Boothe’s work is not just playful in its maze-like layouts, but also in the shape of the lines and color choices. Most pieces — “Recursion,” “Findings,” “Ellipses #12,” for example — combine muted, soothing shades of pastel with the boldness of intense primary colors. In paint, Boothe traces straight lines that follow the grid before unexpectedly swaying into s-curves and rounded corners. Sometimes they hesitate and continue into dots and dashes. The lines also run into geometrically-inspired areas of colors. When intentional smears make a line occupy a space beyond its usual narrow stretch, is it still a line?
Each abstract painting is like a game of connect the dots, played with different rules. Sometimes the dots are connected, and other times not, as in “Heraclitean Fire,” where the randomness of lines speaks to the illogical nature of passion and anger. “Quiet Fury #5” sends a similar message, but the anger is simultaneously suppressed by the calming cobalt background, into which lines seem to sink. Blue takes on a different meaning in “Fracture,” however, serving to enhance a sense of disruption and removal. Even as the change in hues constructs the disconnectedness between parts, the color blue ironically unites the piece. “Surfacing” is also blue and white, but the story it tells is one of fabrication in progress, not deconstruction. Captured mid-action, the lines will not fully surface, and the question of whether they will assemble into a larger, more complete picture remains unanswered.
Boothe’s art often defies the clear-cut, tending towards being intentionally messy, overlapping and blending together. “Beginnings” is a creative take on cave paintings, rich with graceful transitions in multicolored lines that stand out on a beige, cave-like background. In “Entangle,” different designs rest on top of one another, making harmonious patterns from pieces that shouldn’t fit together.
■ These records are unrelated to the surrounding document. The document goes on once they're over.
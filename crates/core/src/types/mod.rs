//! Core types for Vitrina.
//!
//! This module provides type-safe wrappers for common domain concepts.

pub mod email;
pub mod id;
pub mod price;
pub mod status;

pub use email::{Email, EmailError};
pub use id::*;
pub use price::{Price, PriceError};
pub use status::*;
The little islands of vibrant color that stand out in a sea of white seem to be at the brink of change, and the piece itself appears to be unsure, deciding between whether to reflect the process of destruction or discovery.
Interspersed throughout the gallery, sculptures by Elisa Lendvay echo and expand on themes of discovery and reveal. A pun on the word “archangel,” “Archangle” places common household items in an unconventional setting. Metal lids, crushed aluminum cans and pie tins are strung together like a strange skewer splashed with color. Lendvay incorporates materials unassociated in daily life into one structure and makes it seem natural, the artifact of an alternative world. Through this curious collaboration, Lendvay juxtaposes barrenness and exposure with cover — “Nest,” “Curve/Rednet” — and practical use with elaborate and fanciful design — “Deadwood,” “Ruffle.”
Abstract art gets a bad rep. It’s “artsy” without substance, some people say, or perhaps muddled with too much substance to have a concrete focus. Too confusing, too foreign. But when I walked into the Fred Giampietro Gallery and first saw the works of Power Boothe and Elisa Lendvay, I felt like I had returned to my childhood home. Once again I was sitting at my desk with crayons, piles of maze worksheets and board games in front of me and pie tins laid out on the kitchen countertop, ready to be repurposed. Once again, there was space to color outside the lines.